Entries provided section start
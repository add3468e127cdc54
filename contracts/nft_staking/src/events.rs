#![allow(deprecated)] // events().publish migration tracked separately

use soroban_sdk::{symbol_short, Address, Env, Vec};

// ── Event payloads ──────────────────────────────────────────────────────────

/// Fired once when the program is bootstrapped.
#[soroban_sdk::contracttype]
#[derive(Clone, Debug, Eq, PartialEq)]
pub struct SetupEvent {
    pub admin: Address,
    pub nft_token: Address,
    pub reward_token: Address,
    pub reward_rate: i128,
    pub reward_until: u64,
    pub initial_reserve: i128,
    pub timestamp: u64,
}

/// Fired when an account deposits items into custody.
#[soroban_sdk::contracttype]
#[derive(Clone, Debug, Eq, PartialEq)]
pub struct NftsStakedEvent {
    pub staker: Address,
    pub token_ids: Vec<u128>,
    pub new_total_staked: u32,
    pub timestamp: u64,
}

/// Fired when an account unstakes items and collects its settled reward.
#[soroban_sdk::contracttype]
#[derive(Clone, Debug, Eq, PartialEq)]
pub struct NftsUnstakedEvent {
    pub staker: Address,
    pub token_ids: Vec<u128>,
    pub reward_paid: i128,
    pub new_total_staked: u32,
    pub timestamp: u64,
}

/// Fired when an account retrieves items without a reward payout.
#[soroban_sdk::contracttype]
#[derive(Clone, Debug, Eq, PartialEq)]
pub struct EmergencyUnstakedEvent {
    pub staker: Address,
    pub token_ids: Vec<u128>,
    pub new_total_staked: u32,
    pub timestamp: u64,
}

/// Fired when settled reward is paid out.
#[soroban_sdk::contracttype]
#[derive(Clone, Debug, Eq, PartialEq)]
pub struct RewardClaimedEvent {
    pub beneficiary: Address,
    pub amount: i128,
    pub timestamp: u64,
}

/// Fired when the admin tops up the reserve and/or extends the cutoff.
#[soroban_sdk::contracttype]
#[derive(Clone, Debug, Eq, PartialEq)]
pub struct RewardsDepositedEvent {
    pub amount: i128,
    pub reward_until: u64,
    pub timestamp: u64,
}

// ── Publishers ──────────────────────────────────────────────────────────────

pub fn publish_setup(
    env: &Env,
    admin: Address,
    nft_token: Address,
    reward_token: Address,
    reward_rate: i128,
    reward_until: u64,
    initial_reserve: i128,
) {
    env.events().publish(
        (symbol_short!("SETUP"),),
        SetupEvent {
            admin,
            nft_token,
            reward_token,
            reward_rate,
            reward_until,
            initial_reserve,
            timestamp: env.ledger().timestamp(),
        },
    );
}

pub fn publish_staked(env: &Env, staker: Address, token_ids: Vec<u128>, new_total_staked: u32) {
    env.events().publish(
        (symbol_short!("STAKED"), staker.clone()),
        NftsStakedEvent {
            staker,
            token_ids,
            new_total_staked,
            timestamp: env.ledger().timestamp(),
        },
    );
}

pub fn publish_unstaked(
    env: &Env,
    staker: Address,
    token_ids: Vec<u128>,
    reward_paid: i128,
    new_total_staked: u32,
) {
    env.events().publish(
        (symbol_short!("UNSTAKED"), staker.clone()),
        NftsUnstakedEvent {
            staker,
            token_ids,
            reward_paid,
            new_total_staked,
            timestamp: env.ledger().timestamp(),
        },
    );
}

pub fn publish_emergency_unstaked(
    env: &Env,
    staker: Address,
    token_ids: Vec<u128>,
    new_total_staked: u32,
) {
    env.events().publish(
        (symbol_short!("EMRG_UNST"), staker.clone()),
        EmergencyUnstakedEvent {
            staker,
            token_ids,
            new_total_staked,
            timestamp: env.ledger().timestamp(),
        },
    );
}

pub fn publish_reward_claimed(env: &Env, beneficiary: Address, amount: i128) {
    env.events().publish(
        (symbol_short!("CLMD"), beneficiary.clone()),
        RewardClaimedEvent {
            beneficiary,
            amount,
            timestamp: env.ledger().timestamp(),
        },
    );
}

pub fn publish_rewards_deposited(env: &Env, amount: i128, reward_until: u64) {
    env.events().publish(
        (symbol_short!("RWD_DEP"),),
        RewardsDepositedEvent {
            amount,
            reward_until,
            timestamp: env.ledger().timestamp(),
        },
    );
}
Entries provided section end
Work to complete: Retype the listing in full, keeping every word as it appears.

The answer:
repository add3468e127cdc54
filename contracts/nft_staking/src/events.rs
#![allow(deprecated)] // events().publish migration tracked separately

use soroban_sdk::{symbol_short, Address, Env, Vec};

// ── Event payloads ──────────────────────────────────────────────────────────

/// Fired once when the program is bootstrapped.
#[soroban_sdk::contracttype]
#[derive(Clone, Debug, Eq, PartialEq)]
pub struct SetupEvent {
    pub admin: Address,
    pub nft_token: Address,
    pub reward_token: Address,
    pub reward_rate: i128,
    pub reward_until: u64,
    pub initial_reserve: i128,
    pub timestamp: u64,
}

/// Fired when an account deposits items into custody.
#[soroban_sdk::contracttype]
#[derive(Clone, Debug, Eq, PartialEq)]
pub struct NftsStakedEvent {
    pub staker: Address,
    pub token_ids: Vec<u128>,
    pub new_total_staked: u32,
    pub timestamp: u64,
}

/// Fired when an account unstakes items and collects its settled reward.
#[soroban_sdk::contracttype]
#[derive(Clone, Debug, Eq, PartialEq)]
pub struct NftsUnstakedEvent {
    pub staker: Address,
    pub token_ids: Vec<u128>,
    pub reward_paid: i128,
    pub new_total_staked: u32,
    pub timestamp: u64,
}

/// Fired when an account retrieves items without a reward payout.
#[soroban_sdk::contracttype]
#[derive(Clone, Debug, Eq, PartialEq)]
pub struct EmergencyUnstakedEvent {
    pub staker: Address,
    pub token_ids: Vec<u128>,
    pub new_total_staked: u32,
    pub timestamp: u64,
}

/// Fired when settled reward is paid out.
#[soroban_sdk::contracttype]
#[derive(Clone, Debug, Eq, PartialEq)]
pub struct RewardClaimedEvent {
    pub beneficiary: Address,
    pub amount: i128,
    pub timestamp: u64,
}

/// Fired when the admin tops up the reserve and/or extends the cutoff.
#[soroban_sdk::contracttype]
#[derive(Clone, Debug, Eq, PartialEq)]
pub struct RewardsDepositedEvent {
    pub amount: i128,
    pub reward_until: u64,
    pub timestamp: u64,
}

// ── Publishers ──────────────────────────────────────────────────────────────

pub fn publish_setup(
    env: &Env,
    admin: Address,
    nft_token: Address,
    reward_token: Address,
    reward_rate: i128,
    reward_until: u64,
    initial_reserve: i128,
) {
    env.events().publish(
        (symbol_short!("SETUP"),),
        SetupEvent {
            admin,
            nft_token,
            reward_token,
            reward_rate,
            reward_until,
            initial_reserve,
            timestamp: env.ledger().timestamp(),
        },
    );
}

pub fn publish_staked(env: &Env, staker: Address, token_ids: Vec<u128>, new_total_staked: u32) {
    env.events().publish(
        (symbol_short!("STAKED"), staker.clone()),
        NftsStakedEvent {
            staker,
            token_ids,
            new_total_staked,
            timestamp: env.ledger().timestamp(),
        },
    );
}

pub fn publish_unstaked(
    env: &Env,
    staker: Address,
    token_ids: Vec<u128>,
    reward_paid: i128,
    new_total_staked: u32,
) {
    env.events().publish(
        (symbol_short!("UNSTAKED"), staker.clone()),
        NftsUnstakedEvent {
            staker,
            token_ids,
            reward_paid,
            new_total_staked,
            timestamp: env.ledger().timestamp(),
        },
    );
}

pub fn publish_emergency_unstaked(
    env: &Env,
    staker: Address,
    token_ids: Vec<u128>,
    new_total_staked: u32,
) {
    env.events().publish(
        (symbol_short!("EMRG_UNST"), staker.clone()),
        EmergencyUnstakedEvent {
            staker,
            token_ids,
            new_total_staked,
            timestamp: env.ledger().timestamp(),
        },
    );
}

pub fn publish_reward_claimed(env: &Env, beneficiary: Address, amount: i128) {
    env.events().publish(
        (symbol_short!("CLMD"), beneficiary.clone()),
        RewardClaimedEvent {
            beneficiary,
            amount,
            timestamp: env.ledger().timestamp(),
        },
    );
}

pub fn publish_rewards_deposited(env: &Env, amount: i128, reward_until: u64) {
    env.events().publish(
        (symbol_short!("RWD_DEP"),),
        RewardsDepositedEvent {
            amount,
            reward_until,
            timestamp: env.ledger().timestamp(),
        },
    );
}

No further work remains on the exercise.